There is nothing like employment, active indispensable employment, for relieving sorrow.
Topic
Service defines this collection's ethos: every major thinker represented here who was asked what life is for gave some version of the same answer. Tolstoy — the vocation of every man and woman is to serve. King — life's most urgent question is what are you doing for others. Mother Teresa — you can do things I cannot do, together we can do great things. Lincoln on the right to criticize belonging only to those with the heart to help: this is the condition the collection sets on all judgment. Wilde, characteristically, deploys the same insight from the other side: the only thing to do with good advice is pass it on, since it is never of any use to oneself.
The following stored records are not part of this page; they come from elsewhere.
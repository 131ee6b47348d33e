//! Benchmark scenarios: procedural scene, bodies and config for each case.
//!
//! Four canonical scenarios for regression testing:
//! 1. **Drop**: a sphere falls onto a floor and bounces to rest
//! 2. **Roll**: a sphere rolls across a floor and up a ramp under input
//! 3. **Platform ride**: a sphere rests on a shuttling platform
//! 4. **Pinball**: two spheres collide inside a bumper-walled arena

use std::f64::consts::FRAC_PI_2;
use std::fmt;
use std::str::FromStr;

use glam::{DQuat, DVec3};
use serde::{Deserialize, Serialize};
use tumble_material::{MaterialDatabase, SurfaceMaterial};
use tumble_scene::generators::{box_faces, floor_quad, ramp, wall_facing_neg_x};
use tumble_scene::StaticScene;
use tumble_solver::{BodyState, ControlInput, SimConfig};
use tumble_types::{BodyId, TumbleError, TumbleResult};

/// Which benchmark scenario to run.
#[derive(Debug, Clone, Copy, PartialEq, Eq, Serialize, Deserialize)]
#[serde(rename_all = "snake_case")]
pub enum ScenarioKind {
    Drop,
    Roll,
    PlatformRide,
    /// Two bodies in one arena.
    Pinball,
}

impl ScenarioKind {
    /// Returns all scenario kinds.
    pub fn all() -> &'static [ScenarioKind] {
        &[
            ScenarioKind::Drop,
            ScenarioKind::Roll,
            ScenarioKind::PlatformRide,
            ScenarioKind::Pinball,
        ]
    }

    pub fn name(&self) -> &'static str {
        match self {
            ScenarioKind::Drop => "drop",
            ScenarioKind::Roll => "roll",
            ScenarioKind::PlatformRide => "platform_ride",
            ScenarioKind::Pinball => "pinball",
        }
    }
}

impl fmt::Display for ScenarioKind {
    fn fmt(&self, f: &mut fmt::Formatter<'_>) -> fmt::Result {
        f.write_str(self.name())
    }
}

impl FromStr for ScenarioKind {
    type Err = TumbleError;

    fn from_str(s: &str) -> Result<Self, Self::Err> {
        ScenarioKind::all()
            .iter()
            .copied()
            .find(|kind| kind.name().eq_ignore_ascii_case(s))
            .ok_or_else(|| {
                let names: Vec<&str> = ScenarioKind::all().iter().map(|k| k.name()).collect();
                TumbleError::InvalidConfig(format!(
                    "unknown scenario '{s}', expected one of: {}",
                    names.join(", ")
                ))
            })
    }
}

/// One simulated body and the input it holds for the whole run.
#[derive(Debug, Clone)]
pub struct BodySetup {
    pub state: BodyState,
    pub input: ControlInput,
    /// Bounce restitution other bodies see in sphere impacts.
    pub bounce_restitution: f64,
}

/// A fully specified benchmark scenario.
#[derive(Debug, Clone)]
pub struct Scenario {
    pub kind: ScenarioKind,
    pub config: SimConfig,
    pub scene: StaticScene,
    pub bodies: Vec<BodySetup>,
    /// Number of ticks to simulate.
    pub ticks: u32,
}

impl Scenario {
    fn body(config: &SimConfig, id: u32, position: DVec3) -> BodySetup {
        BodySetup {
            state: BodyState::new(BodyId(id), &config.body, position),
            input: ControlInput::idle(),
            bounce_restitution: config.body.bounce_restitution,
        }
    }

    /// A sphere dropped from 5 units onto a half-bouncy floor.
    pub fn drop_onto_floor() -> TumbleResult<Self> {
        let config = SimConfig::default();
        let mut scene = StaticScene::new();
        let concrete = scene.add_material(SurfaceMaterial::new("concrete", 1.0, 0.5))?;
        scene.add_object(false, Some(concrete), &[floor_quad(20.0, 0.0)])?;

        Ok(Self {
            kind: ScenarioKind::Drop,
            bodies: vec![Self::body(&config, 1, DVec3::new(0.0, 0.0, 5.0))],
            config,
            scene,
            ticks: 240,
        })
    }

    /// A sphere pushed along +X over a grippy floor and up a ramp.
    pub fn roll() -> TumbleResult<Self> {
        let config = SimConfig::default();
        let presets = MaterialDatabase::with_defaults();
        let mut scene = StaticScene::new();
        let grip = scene.add_material(presets.require("high_friction")?.clone())?;
        scene.add_object(false, Some(grip), &[floor_quad(40.0, 0.0)])?;
        let slope: Vec<DVec3> = ramp(10.0, 4.0, 2.0)
            .into_iter()
            .map(|p| p + DVec3::new(2.0, 0.0, 0.0))
            .collect();
        scene.add_object(true, Some(grip), &[slope])?;

        let mut body = Self::body(&config, 1, DVec3::new(0.0, 0.0, config.body.radius));
        body.input = ControlInput {
            move_x: 1.0,
            ..ControlInput::idle()
        };
        Ok(Self {
            kind: ScenarioKind::Roll,
            config,
            scene,
            bodies: vec![body],
            ticks: 150,
        })
    }

    /// A sphere riding a slab that carries it 10 units along +X.
    ///
    /// The body starts at the slab's speed so it never has to catch up
    /// through friction.
    pub fn platform_ride() -> TumbleResult<Self> {
        const SLAB_SPEED: f64 = 2.0;
        let config = SimConfig::default();
        let mut scene = StaticScene::new();
        scene.add_object(false, None, &[floor_quad(40.0, -3.0)])?;
        scene.add_platform(
            None,
            &box_faces(DVec3::new(-3.0, -2.0, -0.5), DVec3::new(3.0, 2.0, 0.0)),
            DVec3::ZERO,
            DVec3::new(10.0, 0.0, 0.0),
            SLAB_SPEED,
        )?;

        let mut rider = Self::body(&config, 1, DVec3::new(0.0, 0.0, config.body.radius));
        rider.state.velocity = DVec3::new(SLAB_SPEED, 0.0, 0.0);
        Ok(Self {
            kind: ScenarioKind::PlatformRide,
            bodies: vec![rider],
            config,
            scene,
            ticks: 150,
        })
    }

    /// Two spheres rolling head-on inside a square arena of bumpers.
    pub fn pinball() -> TumbleResult<Self> {
        let config = SimConfig::default();
        let presets = MaterialDatabase::with_defaults();
        let mut scene = StaticScene::new();
        scene.add_object(false, None, &[floor_quad(10.0, 0.0)])?;
        let bumper = scene.add_material(presets.require("bumper")?.clone())?;
        scene.add_object(true, Some(bumper), &arena_walls(5.0, 1.0))?;

        let r = config.body.radius;
        let mut left = Self::body(&config, 1, DVec3::new(-2.0, 0.0, r));
        left.state.velocity = DVec3::new(6.0, 0.0, 0.0);
        let mut right = Self::body(&config, 2, DVec3::new(2.0, 0.05, r));
        right.state.velocity = DVec3::new(-6.0, 0.0, 0.0);

        Ok(Self {
            kind: ScenarioKind::Pinball,
            config,
            scene,
            bodies: vec![left, right],
            ticks: 200,
        })
    }

    /// Create a scenario by kind.
    pub fn from_kind(kind: ScenarioKind) -> TumbleResult<Self> {
        match kind {
            ScenarioKind::Drop => Self::drop_onto_floor(),
            ScenarioKind::Roll => Self::roll(),
            ScenarioKind::PlatformRide => Self::platform_ride(),
            ScenarioKind::Pinball => Self::pinball(),
        }
    }

    /// Replaces the config of the scenario and of every body in it.
    pub fn with_config(mut self, config: SimConfig) -> Self {
        for body in &mut self.bodies {
            let fresh = BodyState::new(body.state.id, &config.body, body.state.position);
            body.state = BodyState {
                velocity: body.state.velocity,
                ..fresh
            };
            body.bounce_restitution = config.body.bounce_restitution;
        }
        self.config = config;
        self
    }
}

/// Four inward-facing walls around the square `[-half, half]²`.
fn arena_walls(half: f64, height: f64) -> Vec<Vec<DVec3>> {
    let east = wall_facing_neg_x(half, half, height);
    (0..4)
        .map(|quarter| {
            let turn = DQuat::from_rotation_z(quarter as f64 * FRAC_PI_2);
            east.iter().map(|&p| turn * p).collect()
        })
        .collect()
}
Ebner-Eschenbach's those-who-hold-us-up hold us up — the reciprocity is structural, not optional. The anonymous nobody-too-rich-to-not-need-help-nobody-too-poor-to-not-give is the most egalitarian formulation: help is not the relationship of the sufficient to the insufficient but the condition of all human relationships without exception. The collection argues that helping is not a supplement to a life well lived but the description of what a life well lived consists in.
There is nothing like employment, active indispensable employment, for relieving sorrow.
Self-help is the best help.
What do we live for, if it is not to make life less difficult to each other?
The hands that help are better far than lips that pray.